Nous commençons par une anamnèse, puis réalisons un examen clinique et une échographie, s’il y a des nodules par exemple. Lorsqu’il y a un faisceau d’indices, nous préconisons une IRM: c’est le meilleur moyen de découvrir l’étendue des lésions. Mais il existe désormais un test salivaire de dépistage de l’endométriose basé sur l’analyse des micro-ARN, sorti mi-2023. C’est un moyen de diagnostic formidable (il est sûr à 95% en cas de résultat positif), qui permet d’identifier aussi bien l’endométriose superficielle (péritoine pelvien) que profonde. Ce test pourrait éviter un certain nombre de gestes opératoires pratiqués aujourd’hui. Sauf qu’il coûte 800 francs et n’est pas pris en charge par l’assurance maladie…
Dépister tôt a son importance, dans la mesure où l’endométriose peut impacter la fertilité…
C’est effectivement l’une des causes de l’infertilité féminine, car cette affection va générer une inflammation importante. Parmi les femmes qui consultent pour un problème de fécondité, 25 à 50% sont atteintes d’endométriose. Parfois, c’est le phénomène inflammatoire qui provoque l’infertilité, alors que dans d’autres cas, celle-ci est due à l’altération des trompes provoquée par les foyers d’endométriose. Les effets peuvent être chimiques ou physiques. Il n’empêche, un certain nombre de patientes tombent enceintes après une prise en charge, donc endométriose ne veut pas dire stérilité!
Quelle solution thérapeutique pouvez-vous proposer?
La base du traitement, c’est une médication à base de progestérone pour produire une aménorrhée (absence de règles) chez les femmes atteintes. Elle va engendrer une atrophie de l’endométriose. La chirurgie peut aussi être indiquée en fonction de la localisation des lésions, par exemple quand un foyer infiltre la vessie. Mais, en général, l’opération seule ne suffit pas: deux ans après, il y a récidive dans 70% à 90% des cas si elle n’a pas été suivie d’un traitement médicamenteux. Par conséquent, il faut faire une pesée d’intérêts: la progestérone a un effet contraceptif, or la plupart des patientes sont en âge de procréer… S’il y a un projet d’enfant, nous opérons et traitons la personne pendant quelques mois pour maximiser les effets de la chirurgie. En parallèle, nous préconisons une analyse du sperme du partenaire. En concertation avec la patiente, nous définissons un timing de la prise en charge. C’est toujours délicat, car, ce faisant, nous mettons inévitablement de la pression sur ces femmes.

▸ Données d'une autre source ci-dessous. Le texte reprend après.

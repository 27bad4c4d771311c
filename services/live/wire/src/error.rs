//! Wire protocol error types.

use thiserror::Error;

/// Wire protocol errors
///
/// Errors carry rendered messages rather than the underlying serde errors so
/// that a single failure can be handed to every party waiting on it.
#[derive(Error, Debug, Clone, PartialEq, Eq)]
pub enum WireError {
    /// A client message could not be serialized
    #[error("failed to encode client message: {0}")]
    Encode(String),

    /// A server frame is not a message we know how to read
    #[error("failed to decode server message: {0}")]
    Decode(String),

    /// Inline blob data is not valid base64
    #[error("invalid inline data: {0}")]
    InvalidBlob(String),
}

impl WireError {
    pub(crate) fn decode(err: impl std::fmt::Display) -> Self {
        Self::Decode(err.to_string())
    }
}
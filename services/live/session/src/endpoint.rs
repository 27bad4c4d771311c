//! Backend selection, endpoint URLs and connection headers.

use std::fmt;
use tracing::error;
use url::Url;

use crate::auth::TokenProviders;
use crate::config::LiveSessionConfig;
use crate::error::TransportError;
use crate::transport::ConnectRequest;

/// Default API host
pub const DEFAULT_ENDPOINT: &str = "firebasevertexai.googleapis.com";

/// Value of the `x-goog-api-client` header
pub const API_CLIENT_TAG: &str = concat!("gl-rust fire/", env!("CARGO_PKG_VERSION"));

/// Which model backend serves the session
#[derive(Debug, Clone, PartialEq, Eq)]
pub enum Backend {
    /// Gemini Developer API
    GoogleAi,
    /// Vertex AI in a specific location
    VertexAi {
        /// Location such as "us-central1"
        location: String,
    },
}

impl Default for Backend {
    fn default() -> Self {
        Backend::VertexAi {
            location: "us-central1".to_string(),
        }
    }
}

/// API surface version
#[derive(Debug, Clone, Copy, PartialEq, Eq, Default)]
pub enum ApiVersion {
    /// Beta surface; the live API is only served here
    #[default]
    V1Beta,
    /// Stable surface
    V1,
}

impl ApiVersion {
    /// Path segment for this version
    pub fn as_str(&self) -> &'static str {
        match self {
            ApiVersion::V1Beta => "v1beta",
            ApiVersion::V1 => "v1",
        }
    }
}

impl fmt::Display for ApiVersion {
    fn fmt(&self, f: &mut fmt::Formatter<'_>) -> fmt::Result {
        f.write_str(self.as_str())
    }
}

/// Where and how to reach the backend
#[derive(Debug, Clone, PartialEq, Eq)]
pub struct ApiConfig {
    /// Backend serving the model
    pub backend: Backend,
    /// API version
    pub version: ApiVersion,
    /// Host name, with or without an `https://` prefix
    pub endpoint: String,
}

impl Default for ApiConfig {
    fn default() -> Self {
        Self {
            backend: Backend::default(),
            version: ApiVersion::default(),
            endpoint: DEFAULT_ENDPOINT.to_string(),
        }
    }
}

impl ApiConfig {
    fn host(&self) -> &str {
        self.endpoint
            .strip_prefix("https://")
            .unwrap_or(&self.endpoint)
            .trim_end_matches('/')
    }

    /// WebSocket URL of the bidirectional generate-content service
    pub fn websocket_url(&self) -> Result<Url, TransportError> {
        let host = self.host();
        let raw = match &self.backend {
            Backend::VertexAi { location } => format!(
                "wss://{}/ws/google.firebase.vertexai.{}.LlmBidiService/BidiGenerateContent/locations/{}",
                host, self.version, location
            ),
            Backend::GoogleAi => format!(
                "wss://{}/ws/google.firebase.vertexai.{}.GenerativeService/BidiGenerateContent",
                host, self.version
            ),
        };
        Url::parse(&raw).map_err(|e| {
            TransportError::InvalidRequest(format!("invalid live API URL {}: {}", raw, e))
        })
    }

    /// Fully qualified model resource name sent in SETUP
    pub fn model_resource_name(&self, project_id: &str, model: &str) -> String {
        match &self.backend {
            Backend::VertexAi { location } => format!(
                "projects/{}/locations/{}/publishers/google/models/{}",
                project_id, location, model
            ),
            Backend::GoogleAi => format!("projects/{}/models/{}", project_id, model),
        }
    }
}

/// Build the connection request, fetching tokens from the configured providers
///
/// Token failures are logged and the corresponding header is left out.
pub async fn connect_request(
    config: &LiveSessionConfig,
    tokens: &TokenProviders,
) -> Result<ConnectRequest, TransportError> {
    let url = config.api.websocket_url()?;
    let mut request = ConnectRequest::new(url, config.request_timeout)
        .header("x-goog-api-key", config.app.api_key.as_str())
        .header("x-goog-api-client", API_CLIENT_TAG)
        .header("Content-Type", "application/json");

    if let Some(provider) = &tokens.attestation {
        match provider
            .attestation_token(config.app.limited_use_attestation)
            .await
        {
            Ok(token) => request = request.header("X-Firebase-AppCheck", token),
            Err(e) => error!("Failed to fetch attestation token: {}", e),
        }
    }

    if let Some(provider) = &tokens.identity {
        match provider.identity_token(false).await {
            Ok(Some(token)) => {
                request = request.header("Authorization", format!("Firebase {}", token))
            }
            Ok(None) => {}
            Err(e) => error!("Failed to fetch identity token: {}", e),
        }
    }

    if config.app.data_collection_enabled {
        request = request.header("X-Firebase-AppId", config.app.app_id.as_str());
        if let Some(version) = &config.app.app_version {
            request = request.header("X-Firebase-AppVersion", version.as_str());
        }
    }

    Ok(request)
}
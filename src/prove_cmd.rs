use std::path::{Path, PathBuf};
use std::sync::Arc;
use std::time::Duration;

use crate::core::{ActorId, SectorRef, SectorSize, Stage};
use crate::engine::{PipelineOptions, SectorPipeline, StageGates};
use crate::report::stage_line;
use crate::sealer::SealerSettings;
use crate::storage::Commit2In;
use crate::storage::checkpoint::read_record;
use crate::store::SectorStore;
use crate::{BenchResult, expand_home};

/// Result of a standalone proof computation.
#[derive(Debug, Clone)]
pub struct ProveOutcome {
    pub sector: SectorRef,
    pub proof: Vec<u8>,
    pub took: Duration,
}

/// Run Commit2 on the record stored at `input`.
pub fn prove(
    settings: &SealerSettings,
    input: &Path,
    miner_addr: &str,
    storage_dir: &Path,
) -> BenchResult<ProveOutcome> {
    let c2in: Commit2In = read_record(input)?;
    let miner = ActorId::from_address(miner_addr)?;
    let sector = SectorRef::new(miner, c2in.sector_number()?, SectorSize(c2in.sector_size))?;

    let store = SectorStore::open(expand_home(storage_dir))?;
    let env = settings.env();
    let sealer = settings.build(&store, &env)?;
    let options = PipelineOptions::default();
    let pipeline = SectorPipeline::new(sealer.as_ref(), &store, Arc::new(StageGates::serial()?), &options);

    tracing::info!(sector = %sector.id, input = %input.display(), "starting proof computation");
    let (proof, took) = pipeline.commit2(&sector, &c2in.phase1_out)?;
    Ok(ProveOutcome { sector, proof, took })
}

pub fn print_outcome(outcome: &ProveOutcome) {
    let size = outcome.sector.sector_size();
    println!("proof: {}", hex::encode(&outcome.proof));
    println!("----\nresults ({})", size.0);
    println!("{}", stage_line(Stage::Commit2, size, outcome.took));
}

pub fn run(
    settings: &SealerSettings,
    input: PathBuf,
    miner_addr: String,
    storage_dir: PathBuf,
) -> BenchResult<()> {
    println!("----\nstart proof computation");
    let outcome = prove(settings, &input, &miner_addr, &storage_dir)?;
    print_outcome(&outcome);
    Ok(())
}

Les progrès de la prise en charge
«L’endométriose est en train de devenir une sous-spécialité de la gynécologie. C’est d’ailleurs la pathologie la plus jeune de notre domaine», illustre le Dr Patrick Chabloz. «On aimerait être beaucoup plus prédictif, réagir à la maladie plus vite, avant que les symptômes ne soient là… Cela dit, il y a eu d’importants progrès dans la prise en charge, avec la mise en place de schémas opératoires et de consultations multidisciplinaires.» Celles-ci rassemblent autour du gynécologue un éventail de compétences, qui vont du chirurgien spécialiste aux consultants en urologie et en sexologie, en passant par des radiologues à jour avec les spécificités des lésions causées par la maladie, des infirmières formées à l’accompagnement psychologique, des physiothérapeutes…
Le Département de gynécologie-obstétrique du RHNe travaille actuellement à réunir les critères pour obtenir une certification européenne dans la prise en charge de la pathologie. Si tout va bien, ce sera chose faite à la fin de cette année.